Bryan Walsh, Staff Writer for Time Magazine asking questions of RADIX co-founder, Ben Wisner
16 January 2010


1.  LOOTING.  We’re already hearing people raising concerns and fears of looting within Haiti, after the quake. Time and again, that’s a concern that’s voiced after major disasters such as this quake, and often a great deal of energy is expended to prevent looting (as happened after Katrina). Is this a mistake? Are these fears often overstated?

One has to make a distinction between survival self provisioning and looting.  During Katrina, city officials and the police broke into an abandoned Radio Shack to take radio equipment necessary to set up an ad hoc emergency command post.  No one called that looting.  Hungry and thirsty people will scavenge food and water from earthquake damaged shops.  This is different from stealing valuables from an abandoned home or appliances or cash from retail outlets.

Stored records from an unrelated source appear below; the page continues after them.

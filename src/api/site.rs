use axum::{
    extract::State,
    response::Json,
    routing::{get, post},
    Router,
};
use serde_json::{json, Value};

use crate::auth::AuthUser;
use crate::error::AppResult;
use crate::site::*;
use crate::state::AppState;

pub fn routes() -> Router<AppState> {
    Router::new()
        .route("/", get(home))
        .route("/about", get(about))
        .route("/services", get(services))
        .route("/contact", post(contact))
        .route("/quick-checkin", post(quick_checkin))
        .route("/crisis-support", get(crisis_support))
        .route("/dashboard", get(dashboard))
}

fn site(state: &AppState) -> SiteService {
    SiteService::new(state.pool(), state.config.clone())
}

async fn home(State(state): State<AppState>) -> AppResult<Json<HomePage>> {
    Ok(Json(site(&state).home().await?))
}

async fn about(State(state): State<AppState>) -> AppResult<Json<AboutPage>> {
    Ok(Json(site(&state).about().await?))
}

async fn services(State(state): State<AppState>) -> Json<Value> {
    Json(json!({ "services": site(&state).services() }))
}

async fn contact(State(state): State<AppState>, Json(form): Json<ContactForm>) -> AppResult<Json<Acknowledgement>> {
    Ok(Json(site(&state).contact(form)?))
}

async fn quick_checkin(
    State(state): State<AppState>,
    Json(form): Json<QuickCheckin>,
) -> AppResult<Json<Acknowledgement>> {
    Ok(Json(site(&state).quick_checkin(form)?))
}

/// Hotlines for the caller's country, or the default country when signed out.
async fn crisis_support(
    State(state): State<AppState>,
    user: Option<AuthUser>,
) -> AppResult<Json<CrisisSupportPage>> {
    let country = user.as_ref().map(|u| u.user.country.as_str());
    Ok(Json(site(&state).crisis_support(country).await?))
}

async fn dashboard(State(state): State<AppState>, user: AuthUser) -> AppResult<Json<UserDashboard>> {
    Ok(Json(site(&state).dashboard(user.id()).await?))
}
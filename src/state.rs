use std::sync::Arc;

use sqlx::SqlitePool;

use crate::config::AppConfig;
use crate::database::Database;

/// Shared handler state: configuration plus the connection pool.
#[derive(Clone)]
pub struct AppState {
    pub config: Arc<AppConfig>,
    pub db: Database,
}

impl AppState {
    pub fn new(config: AppConfig, db: Database) -> Self {
        Self {
            config: Arc::new(config),
            db,
        }
    }

    pub fn pool(&self) -> SqlitePool {
        self.db.pool().clone()
    }
}
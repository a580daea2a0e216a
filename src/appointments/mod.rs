//! Counseling appointments
//!
//! Booking against a therapist's weekly availability, the session lifecycle,
//! private session notes and client reviews.

pub mod service;
pub mod types;

pub use service::AppointmentService;
pub use types::*;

Haiti does have a violent history, and in some neighborhoods there are armed youth gangs.  Public safety and order has been a challenge for some time, and that is why UN Peace Keepers are there.  That violence did not begin with the earthquake, however and cannot be blamed on the disaster.  It remains to be seen in these gangs play a negative or, perhaps, a positive role.  Strange as it may seem, organized crime in Japan, the so-called Yakuza, was first on the scene after the earthquake in Kobe in 1995, distributing essentials to people in neighborhoods where these gangs are based.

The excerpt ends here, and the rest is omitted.